PROBLEM DETAILS. Going through the entries below, find how many lines hold "String", then give that number alone.

-*-*-

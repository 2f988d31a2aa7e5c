use std::collections::BTreeMap;

use crate::config::FarhaApiConfig;
use crate::error::FarhaApiError;

pub const HEADER_ACCEPT: &str = "accept";
pub const HEADER_CONTENT_TYPE: &str = "content-type";
pub const HEADER_AUTHORIZATION: &str = "authorization";
pub const HEADER_USER_AGENT: &str = "user-agent";

/// Build a deterministic header map for backend requests.
///
/// The bearer credential is attached only when one is supplied; the session
/// exchange is the sole unauthenticated operation.
pub fn build_headers(
    config: &FarhaApiConfig,
    bearer: Option<&str>,
) -> Result<BTreeMap<String, String>, FarhaApiError> {
    let mut headers = BTreeMap::new();

    headers.insert(HEADER_ACCEPT.to_owned(), "application/json".to_owned());
    headers.insert(
        HEADER_CONTENT_TYPE.to_owned(),
        "application/json".to_owned(),
    );

    let ua = match config.user_agent.as_deref() {
        Some(explicit) if !explicit.trim().is_empty() => explicit.trim().to_owned(),
        _ => default_user_agent(),
    };
    headers.insert(HEADER_USER_AGENT.to_owned(), ua);

    for (key, value) in &config.extra_headers {
        headers.insert(key.trim().to_ascii_lowercase(), value.trim().to_owned());
    }

    if let Some(token) = bearer {
        if token.trim().is_empty() {
            return Err(FarhaApiError::MissingCredential);
        }
        headers.insert(
            HEADER_AUTHORIZATION.to_owned(),
            format!("Bearer {}", token.trim()),
        );
    }

    Ok(headers)
}

fn default_user_agent() -> String {
    format!(
        "farha ({}; {})",
        std::env::consts::OS,
        std::env::consts::ARCH
    )
}
//! HTTP transport for the F.A.R.H.A assistant backend.
//!
//! This crate owns request building, response decoding, and error-envelope
//! parsing for the backend's REST operations only. It contains no persistence
//! and no client policy; the state machines in `assistant_client` consume it
//! through the `assistant_provider` contract.

pub mod client;
pub mod config;
pub mod error;
pub mod headers;
pub mod payload;
pub mod url;

pub use client::FarhaApiClient;
pub use config::FarhaApiConfig;
pub use error::FarhaApiError;
pub use url::{normalize_api_url, operation_url, DEFAULT_API_BASE_URL};
use async_trait::async_trait;
use reqwest::header::{HeaderMap, HeaderName, HeaderValue};
use reqwest::{Client, RequestBuilder};
use serde::de::DeserializeOwned;

use assistant_provider::{
    ApiError, AssistantApi, ChatReply, HistoryRecord, SessionGrant, UserProfile,
};

use crate::config::FarhaApiConfig;
use crate::error::{parse_error_message, FarhaApiError};
use crate::headers::build_headers;
use crate::payload::{ChatSendRequest, SessionExchangeRequest};
use crate::url::operation_url;

pub const PATH_AUTH_SESSION: &str = "auth/session";
pub const PATH_AUTH_LOGOUT: &str = "auth/logout";
pub const PATH_USER_PROFILE: &str = "user/profile";
pub const PATH_CHAT: &str = "chat";
pub const PATH_CHAT_HISTORY: &str = "chat/history";

#[derive(Debug)]
pub struct FarhaApiClient {
    http: Client,
    config: FarhaApiConfig,
}

impl FarhaApiClient {
    pub fn new(config: FarhaApiConfig) -> Result<Self, FarhaApiError> {
        let mut builder = Client::builder();
        if let Some(timeout) = config.timeout {
            builder = builder.timeout(timeout);
        }
        let http = builder.build().map_err(FarhaApiError::from)?;
        Ok(Self { http, config })
    }

    pub fn config(&self) -> &FarhaApiConfig {
        &self.config
    }

    pub fn operation_endpoint(&self, path: &str) -> String {
        operation_url(&self.config.base_url, path)
    }

    pub fn build_headers(&self, bearer: Option<&str>) -> Result<HeaderMap, FarhaApiError> {
        let headers = build_headers(&self.config, bearer)?;
        let mut out = HeaderMap::new();
        for (key, value) in headers {
            out.insert(
                HeaderName::from_bytes(key.as_bytes()).map_err(|_| {
                    FarhaApiError::InvalidHeader(format!("invalid header key: {key}"))
                })?,
                HeaderValue::from_str(&value).map_err(|_| {
                    FarhaApiError::InvalidHeader(format!("invalid header value for {key}"))
                })?,
            );
        }
        Ok(out)
    }

    pub fn exchange_session_request(
        &self,
        session_id: &str,
    ) -> Result<RequestBuilder, FarhaApiError> {
        let headers = self.build_headers(None)?;
        Ok(self
            .http
            .post(self.operation_endpoint(PATH_AUTH_SESSION))
            .headers(headers)
            .json(&SessionExchangeRequest {
                session_id: session_id.to_owned(),
            }))
    }

    pub fn verify_profile_request(&self, credential: &str) -> Result<RequestBuilder, FarhaApiError> {
        let headers = self.build_headers(Some(credential))?;
        Ok(self
            .http
            .get(self.operation_endpoint(PATH_USER_PROFILE))
            .headers(headers))
    }

    pub fn load_history_request(&self, credential: &str) -> Result<RequestBuilder, FarhaApiError> {
        let headers = self.build_headers(Some(credential))?;
        Ok(self
            .http
            .get(self.operation_endpoint(PATH_CHAT_HISTORY))
            .headers(headers))
    }

    pub fn send_chat_request(
        &self,
        credential: &str,
        message: &str,
    ) -> Result<RequestBuilder, FarhaApiError> {
        let headers = self.build_headers(Some(credential))?;
        Ok(self
            .http
            .post(self.operation_endpoint(PATH_CHAT))
            .headers(headers)
            .json(&ChatSendRequest {
                message: message.to_owned(),
            }))
    }

    pub fn logout_request(&self, credential: &str) -> Result<RequestBuilder, FarhaApiError> {
        let headers = self.build_headers(Some(credential))?;
        Ok(self
            .http
            .post(self.operation_endpoint(PATH_AUTH_LOGOUT))
            .headers(headers))
    }

    pub async fn exchange_session(&self, session_id: &str) -> Result<SessionGrant, FarhaApiError> {
        self.execute(self.exchange_session_request(session_id)?)
            .await
    }

    pub async fn verify_profile(&self, credential: &str) -> Result<UserProfile, FarhaApiError> {
        self.execute(self.verify_profile_request(credential)?).await
    }

    pub async fn load_history(&self, credential: &str) -> Result<Vec<HistoryRecord>, FarhaApiError> {
        self.execute(self.load_history_request(credential)?).await
    }

    pub async fn send_chat(
        &self,
        credential: &str,
        message: &str,
    ) -> Result<ChatReply, FarhaApiError> {
        self.execute(self.send_chat_request(credential, message)?)
            .await
    }

    pub async fn logout(&self, credential: &str) -> Result<(), FarhaApiError> {
        self.execute_raw(self.logout_request(credential)?)
            .await
            .map(|_| ())
    }

    async fn execute<T: DeserializeOwned>(
        &self,
        request: RequestBuilder,
    ) -> Result<T, FarhaApiError> {
        let body = self.execute_raw(request).await?;
        serde_json::from_str(&body).map_err(FarhaApiError::from)
    }

    async fn execute_raw(&self, request: RequestBuilder) -> Result<String, FarhaApiError> {
        let response = request.send().await.map_err(FarhaApiError::from)?;
        let status = response.status();

        if status.is_success() {
            return response.text().await.map_err(FarhaApiError::from);
        }

        let body = response.text().await.unwrap_or_default();
        Err(FarhaApiError::Status(
            status,
            parse_error_message(status, &body),
        ))
    }
}

#[async_trait]
impl AssistantApi for FarhaApiClient {
    async fn exchange_session(&self, session_id: &str) -> Result<SessionGrant, ApiError> {
        FarhaApiClient::exchange_session(self, session_id)
            .await
            .map_err(ApiError::from)
    }

    async fn verify_profile(&self, credential: &str) -> Result<UserProfile, ApiError> {
        FarhaApiClient::verify_profile(self, credential)
            .await
            .map_err(ApiError::from)
    }

    async fn load_history(&self, credential: &str) -> Result<Vec<HistoryRecord>, ApiError> {
        FarhaApiClient::load_history(self, credential)
            .await
            .map_err(ApiError::from)
    }

    async fn send_chat(&self, credential: &str, message: &str) -> Result<ChatReply, ApiError> {
        FarhaApiClient::send_chat(self, credential, message)
            .await
            .map_err(ApiError::from)
    }

    async fn logout(&self, credential: &str) -> Result<(), ApiError> {
        FarhaApiClient::logout(self, credential)
            .await
            .map_err(ApiError::from)
    }
}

-*-*-

ANSWER TO THE EXERCISE. 4